DOmedia Blog

The Future of Sustainable OOH: Where Innovation Meets Impact

Sustainability has been a growing conversation across the advertising industry, but in out-of-home (OOH) it’s quickly moving from concept to true execution.

For years, brands have been pushed to balance transparency with corporate social responsibility (CSP). The challenge for OOH is that the industry has historically offered limited avenues to materially reduce environmental impact without sacrificing scale and reach. But that’s finally beginning to change.

A new wave of vendors and operators are rethinking what sustainable OOH can look like—and not through increased messaging, but by changing the infrastructure of the industry itself.

One of those operators is Ely Sorkin, Founder of Electric Bus Media, whose approach signals where the industry may be heading next.

Sustainability in OOH

Sustainability in advertising has often lived at the brand level through campaign messaging, ESG reports, and public corporate commitments.

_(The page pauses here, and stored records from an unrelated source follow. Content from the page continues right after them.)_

// SPDX-License-Identifier: Apache-2.0 OR MIT
// Copyright (c) 2025-2026 naskel.com

//! Ordered queue of pending range actions.
//!
//! Keyed by absolute `next_act_time`, ascending, with ties kept in
//! insertion order. The population is small (one entry per live
//! reservation), so a sorted vector with scan removal is the whole
//! implementation.

use crate::engine::range::RangeId;
use crate::platform::Timestamp;
use std::time::Duration;

#[derive(Debug, Clone, Copy)]
struct TimerEntry {
    at: Timestamp,
    range: RangeId,
}

/// Pending-action queue, earliest deadline first.
#[derive(Debug, Default)]
pub struct TimerQueue {
    entries: Vec<TimerEntry>,
}

impl TimerQueue {
    /// Create an empty queue.
    #[must_use]
    pub fn new() -> Self {
        TimerQueue {
            entries: Vec::new(),
        }
    }

    /// Number of queued entries.
    #[must_use]
    pub fn len(&self) -> usize {
        self.entries.len()
    }

    /// True if nothing is scheduled.
    #[must_use]
    pub fn is_empty(&self) -> bool {
        self.entries.is_empty()
    }

    /// Drop every entry.
    pub fn clear(&mut self) {
        self.entries.clear();
    }

    /// Schedule `range` at absolute time `at`.
    ///
    /// Inserted after any entry with the same deadline, so equal
    /// deadlines fire in insertion order.
    pub fn push(&mut self, at: Timestamp, range: RangeId) {
        let idx = self.entries.partition_point(|e| e.at <= at);
        self.entries.insert(idx, TimerEntry { at, range });
    }

    /// Remove the entry for `range`, if scheduled.
    ///
    /// Returns true if an entry was removed.
    pub fn remove(&mut self, range: RangeId) -> bool {
        match self.entries.iter().position(|e| e.range == range) {
            Some(idx) => {
                self.entries.remove(idx);
                true
            }
            None => false,
        }
    }

    /// The earliest deadline and its range, without removing it.
    #[must_use]
    pub fn peek(&self) -> Option<(Timestamp, RangeId)> {
        self.entries.first().map(|e| (e.at, e.range))
    }

    /// Pop the head entry if its deadline is at or before `now`.
    pub fn pop_expired(&mut self, now: Timestamp) -> Option<RangeId> {
        if self.entries.first().map_or(false, |e| e.at <= now) {
            Some(self.entries.remove(0).range)
        } else {
            None
        }
    }

    /// Time from `now` until the head deadline.
    ///
    /// Zero if the head has already expired; `Duration::MAX` if the
    /// queue is empty.
    #[must_use]
    pub fn delay_to_head(&self, now: Timestamp) -> Duration {
        match self.entries.first() {
            Some(e) => e.at.saturating_duration_since(now),
            None => Duration::MAX,
        }
    }
}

But for OOH, the question and problem has always been a more operational one.

How do you actually reduce emissions in a physical medium?

Traditional formats like billboards, transit, and street furniture don’t easily allow themselves to be transformed. While advancements have been made in areas like energy efficient screens and repurposing billboard vinyl into new goods, the core infrastructure has largely remained unchanged.

That’s where new models are starting to emerge.

“For a long time, sustainability in advertising was mostly about what brands said, not what the media actually did. What’s changing now is that sustainability is becoming built into the medium itself, not just layered on through messaging. Even more interesting is that it can now be measurable, which gives the brand credibility and authenticity without any greenwashing.”

Quote from Ely Sorkin, Principal of Electric Bus Transit Media

Electrification as a New OOH Layer

Electric Bus Media represents a completely different approach to OOH sustainability, by embedding sustainability directly into the medium itself.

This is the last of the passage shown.